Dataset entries
++++++++++++++++++++

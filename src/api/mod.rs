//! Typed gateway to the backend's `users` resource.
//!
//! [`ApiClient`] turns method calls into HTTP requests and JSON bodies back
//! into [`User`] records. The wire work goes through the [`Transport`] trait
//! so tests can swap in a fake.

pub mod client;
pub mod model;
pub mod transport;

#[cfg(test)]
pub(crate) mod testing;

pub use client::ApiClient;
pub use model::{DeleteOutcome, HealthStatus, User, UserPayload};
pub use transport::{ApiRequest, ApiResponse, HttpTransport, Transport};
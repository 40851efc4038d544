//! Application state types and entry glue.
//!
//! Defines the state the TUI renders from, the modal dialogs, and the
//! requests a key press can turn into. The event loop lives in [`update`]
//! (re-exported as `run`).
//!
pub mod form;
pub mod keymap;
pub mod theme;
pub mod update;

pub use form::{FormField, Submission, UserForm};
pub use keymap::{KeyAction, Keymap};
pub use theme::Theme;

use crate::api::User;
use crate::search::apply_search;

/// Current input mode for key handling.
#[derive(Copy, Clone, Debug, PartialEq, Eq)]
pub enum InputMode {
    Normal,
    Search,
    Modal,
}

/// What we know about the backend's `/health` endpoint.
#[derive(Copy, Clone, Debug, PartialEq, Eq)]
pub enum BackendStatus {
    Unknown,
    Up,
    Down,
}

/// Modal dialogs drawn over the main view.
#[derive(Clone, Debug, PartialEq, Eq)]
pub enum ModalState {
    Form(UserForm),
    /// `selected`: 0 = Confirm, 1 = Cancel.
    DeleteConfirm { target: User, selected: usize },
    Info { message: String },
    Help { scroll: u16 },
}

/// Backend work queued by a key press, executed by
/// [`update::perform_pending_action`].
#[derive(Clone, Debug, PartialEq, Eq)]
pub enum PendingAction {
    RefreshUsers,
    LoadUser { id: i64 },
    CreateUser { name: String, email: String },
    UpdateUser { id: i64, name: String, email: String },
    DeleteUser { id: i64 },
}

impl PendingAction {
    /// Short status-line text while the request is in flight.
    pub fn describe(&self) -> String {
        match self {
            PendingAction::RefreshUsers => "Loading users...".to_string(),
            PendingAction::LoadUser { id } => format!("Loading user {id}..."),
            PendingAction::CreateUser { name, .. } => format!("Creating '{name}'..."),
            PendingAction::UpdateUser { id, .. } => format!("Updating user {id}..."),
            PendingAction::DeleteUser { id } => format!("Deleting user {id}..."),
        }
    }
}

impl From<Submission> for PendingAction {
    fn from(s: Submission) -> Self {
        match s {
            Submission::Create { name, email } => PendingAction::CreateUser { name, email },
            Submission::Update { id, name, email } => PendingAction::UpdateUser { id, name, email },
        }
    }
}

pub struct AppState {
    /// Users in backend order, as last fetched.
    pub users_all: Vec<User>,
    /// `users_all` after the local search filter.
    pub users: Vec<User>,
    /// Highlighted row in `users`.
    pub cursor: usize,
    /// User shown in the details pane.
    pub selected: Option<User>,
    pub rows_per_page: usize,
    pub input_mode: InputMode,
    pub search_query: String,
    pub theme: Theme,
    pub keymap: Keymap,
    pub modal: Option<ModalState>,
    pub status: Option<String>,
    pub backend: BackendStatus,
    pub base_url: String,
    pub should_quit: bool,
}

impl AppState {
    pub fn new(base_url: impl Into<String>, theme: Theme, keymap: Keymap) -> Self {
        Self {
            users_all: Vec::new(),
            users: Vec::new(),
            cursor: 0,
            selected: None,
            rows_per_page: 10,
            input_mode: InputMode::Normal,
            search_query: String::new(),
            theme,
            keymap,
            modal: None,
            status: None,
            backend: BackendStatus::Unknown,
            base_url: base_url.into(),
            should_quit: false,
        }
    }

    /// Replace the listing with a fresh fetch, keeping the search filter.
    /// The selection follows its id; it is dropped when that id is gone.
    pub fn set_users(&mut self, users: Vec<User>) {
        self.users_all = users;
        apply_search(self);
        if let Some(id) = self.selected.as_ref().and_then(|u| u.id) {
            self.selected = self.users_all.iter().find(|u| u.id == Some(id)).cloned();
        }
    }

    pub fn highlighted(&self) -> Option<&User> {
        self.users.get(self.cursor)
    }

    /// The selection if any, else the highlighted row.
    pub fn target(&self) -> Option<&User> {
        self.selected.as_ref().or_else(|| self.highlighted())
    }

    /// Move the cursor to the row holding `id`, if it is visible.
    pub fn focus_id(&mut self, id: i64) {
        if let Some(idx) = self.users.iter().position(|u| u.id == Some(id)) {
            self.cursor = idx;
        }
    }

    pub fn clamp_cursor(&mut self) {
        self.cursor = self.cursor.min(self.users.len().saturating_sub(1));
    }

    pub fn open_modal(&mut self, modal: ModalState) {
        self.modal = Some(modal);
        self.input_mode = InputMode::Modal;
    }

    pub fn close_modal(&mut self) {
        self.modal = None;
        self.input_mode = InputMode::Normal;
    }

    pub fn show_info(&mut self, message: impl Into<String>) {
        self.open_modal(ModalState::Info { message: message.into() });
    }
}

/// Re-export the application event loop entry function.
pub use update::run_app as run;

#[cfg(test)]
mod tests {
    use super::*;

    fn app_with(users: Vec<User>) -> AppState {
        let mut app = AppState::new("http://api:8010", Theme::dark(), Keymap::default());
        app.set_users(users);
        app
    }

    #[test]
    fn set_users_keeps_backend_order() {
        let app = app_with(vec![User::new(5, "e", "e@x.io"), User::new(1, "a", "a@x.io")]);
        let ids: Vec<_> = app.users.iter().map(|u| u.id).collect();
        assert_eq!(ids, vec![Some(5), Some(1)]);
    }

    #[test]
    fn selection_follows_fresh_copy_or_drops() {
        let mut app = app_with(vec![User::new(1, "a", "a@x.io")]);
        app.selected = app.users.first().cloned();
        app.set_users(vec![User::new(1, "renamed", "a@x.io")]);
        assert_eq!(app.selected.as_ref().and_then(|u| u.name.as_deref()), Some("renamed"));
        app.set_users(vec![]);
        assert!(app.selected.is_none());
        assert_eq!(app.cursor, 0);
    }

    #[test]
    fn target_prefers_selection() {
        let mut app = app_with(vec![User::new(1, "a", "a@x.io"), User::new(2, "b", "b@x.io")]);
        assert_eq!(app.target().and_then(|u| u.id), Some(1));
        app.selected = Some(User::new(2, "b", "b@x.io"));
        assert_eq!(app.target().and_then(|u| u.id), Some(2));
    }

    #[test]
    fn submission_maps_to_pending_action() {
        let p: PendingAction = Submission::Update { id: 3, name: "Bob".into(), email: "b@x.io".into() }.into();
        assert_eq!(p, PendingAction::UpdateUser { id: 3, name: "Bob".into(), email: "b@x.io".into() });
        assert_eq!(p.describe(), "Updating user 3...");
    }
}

++++++++++++++++++++

Exercise description
Reproduce every record above exactly.

Result of the task
filename src/api/mod.rs
//! Typed gateway to the backend's `users` resource.
//!
//! [`ApiClient`] turns method calls into HTTP requests and JSON bodies back
//! into [`User`] records. The wire work goes through the [`Transport`] trait
//! so tests can swap in a fake.

pub mod client;
pub mod model;
pub mod transport;

#[cfg(test)]
pub(crate) mod testing;

pub use client::ApiClient;
pub use model::{DeleteOutcome, HealthStatus, User, UserPayload};
pub use transport::{ApiRequest, ApiResponse, HttpTransport, Transport};
repository 40851efc4038d544
//! Application state types and entry glue.
//!
//! Defines the state the TUI renders from, the modal dialogs, and the
//! requests a key press can turn into. The event loop lives in [`update`]
//! (re-exported as `run`).
//!
pub mod form;
pub mod keymap;
pub mod theme;
pub mod update;

pub use form::{FormField, Submission, UserForm};
pub use keymap::{KeyAction, Keymap};
pub use theme::Theme;

use crate::api::User;
use crate::search::apply_search;

/// Current input mode for key handling.
#[derive(Copy, Clone, Debug, PartialEq, Eq)]
pub enum InputMode {
    Normal,
    Search,
    Modal,
}

/// What we know about the backend's `/health` endpoint.
#[derive(Copy, Clone, Debug, PartialEq, Eq)]
pub enum BackendStatus {
    Unknown,
    Up,
    Down,
}

/// Modal dialogs drawn over the main view.
#[derive(Clone, Debug, PartialEq, Eq)]
pub enum ModalState {
    Form(UserForm),
    /// `selected`: 0 = Confirm, 1 = Cancel.
    DeleteConfirm { target: User, selected: usize },
    Info { message: String },
    Help { scroll: u16 },
}

/// Backend work queued by a key press, executed by
/// [`update::perform_pending_action`].
#[derive(Clone, Debug, PartialEq, Eq)]
pub enum PendingAction {
    RefreshUsers,
    LoadUser { id: i64 },
    CreateUser { name: String, email: String },
    UpdateUser { id: i64, name: String, email: String },
    DeleteUser { id: i64 },
}

impl PendingAction {
    /// Short status-line text while the request is in flight.
    pub fn describe(&self) -> String {
        match self {
            PendingAction::RefreshUsers => "Loading users...".to_string(),
            PendingAction::LoadUser { id } => format!("Loading user {id}..."),
            PendingAction::CreateUser { name, .. } => format!("Creating '{name}'..."),
            PendingAction::UpdateUser { id, .. } => format!("Updating user {id}..."),
            PendingAction::DeleteUser { id } => format!("Deleting user {id}..."),
        }
    }
}

impl From<Submission> for PendingAction {
    fn from(s: Submission) -> Self {
        match s {
            Submission::Create { name, email } => PendingAction::CreateUser { name, email },
            Submission::Update { id, name, email } => PendingAction::UpdateUser { id, name, email },
        }
    }
}

pub struct AppState {
    /// Users in backend order, as last fetched.
    pub users_all: Vec<User>,
    /// `users_all` after the local search filter.
    pub users: Vec<User>,
    /// Highlighted row in `users`.
    pub cursor: usize,
    /// User shown in the details pane.
    pub selected: Option<User>,
    pub rows_per_page: usize,
    pub input_mode: InputMode,
    pub search_query: String,
    pub theme: Theme,
    pub keymap: Keymap,
    pub modal: Option<ModalState>,
    pub status: Option<String>,
    pub backend: BackendStatus,
    pub base_url: String,
    pub should_quit: bool,
}

impl AppState {
    pub fn new(base_url: impl Into<String>, theme: Theme, keymap: Keymap) -> Self {
        Self {
            users_all: Vec::new(),
            users: Vec::new(),
            cursor: 0,
            selected: None,
            rows_per_page: 10,
            input_mode: InputMode::Normal,
            search_query: String::new(),
            theme,
            keymap,
            modal: None,
            status: None,
            backend: BackendStatus::Unknown,
            base_url: base_url.into(),
            should_quit: false,
        }
    }

    /// Replace the listing with a fresh fetch, keeping the search filter.
    /// The selection follows its id; it is dropped when that id is gone.
    pub fn set_users(&mut self, users: Vec<User>) {
        self.users_all = users;
        apply_search(self);
        if let Some(id) = self.selected.as_ref().and_then(|u| u.id) {
            self.selected = self.users_all.iter().find(|u| u.id == Some(id)).cloned();
        }
    }

    pub fn highlighted(&self) -> Option<&User> {
        self.users.get(self.cursor)
    }

    /// The selection if any, else the highlighted row.
    pub fn target(&self) -> Option<&User> {
        self.selected.as_ref().or_else(|| self.highlighted())
    }

    /// Move the cursor to the row holding `id`, if it is visible.
    pub fn focus_id(&mut self, id: i64) {
        if let Some(idx) = self.users.iter().position(|u| u.id == Some(id)) {
            self.cursor = idx;
        }
    }

    pub fn clamp_cursor(&mut self) {
        self.cursor = self.cursor.min(self.users.len().saturating_sub(1));
    }

    pub fn open_modal(&mut self, modal: ModalState) {
        self.modal = Some(modal);
        self.input_mode = InputMode::Modal;
    }

    pub fn close_modal(&mut self) {
        self.modal = None;
        self.input_mode = InputMode::Normal;
    }

    pub fn show_info(&mut self, message: impl Into<String>) {
        self.open_modal(ModalState::Info { message: message.into() });
    }
}

/// Re-export the application event loop entry function.
pub use update::run_app as run;

#[cfg(test)]
mod tests {
    use super::*;

    fn app_with(users: Vec<User>) -> AppState {
        let mut app = AppState::new("http://api:8010", Theme::dark(), Keymap::default());
        app.set_users(users);
        app
    }

    #[test]
    fn set_users_keeps_backend_order() {
        let app = app_with(vec![User::new(5, "e", "e@x.io"), User::new(1, "a", "a@x.io")]);
        let ids: Vec<_> = app.users.iter().map(|u| u.id).collect();
        assert_eq!(ids, vec![Some(5), Some(1)]);
    }

    #[test]
    fn selection_follows_fresh_copy_or_drops() {
        let mut app = app_with(vec![User::new(1, "a", "a@x.io")]);
        app.selected = app.users.first().cloned();
        app.set_users(vec![User::new(1, "renamed", "a@x.io")]);
        assert_eq!(app.selected.as_ref().and_then(|u| u.name.as_deref()), Some("renamed"));
        app.set_users(vec![]);
        assert!(app.selected.is_none());
        assert_eq!(app.cursor, 0);
    }

    #[test]
    fn target_prefers_selection() {
        let mut app = app_with(vec![User::new(1, "a", "a@x.io"), User::new(2, "b", "b@x.io")]);
        assert_eq!(app.target().and_then(|u| u.id), Some(1));
        app.selected = Some(User::new(2, "b", "b@x.io"));
        assert_eq!(app.target().and_then(|u| u.id), Some(2));
    }

    #[test]
    fn submission_maps_to_pending_action() {
        let p: PendingAction = Submission::Update { id: 3, name: "Bob".into(), email: "b@x.io".into() }.into();
        assert_eq!(p, PendingAction::UpdateUser { id: 3, name: "Bob".into(), email: "b@x.io".into() });
        assert_eq!(p.describe(), "Updating user 3...");
    }
}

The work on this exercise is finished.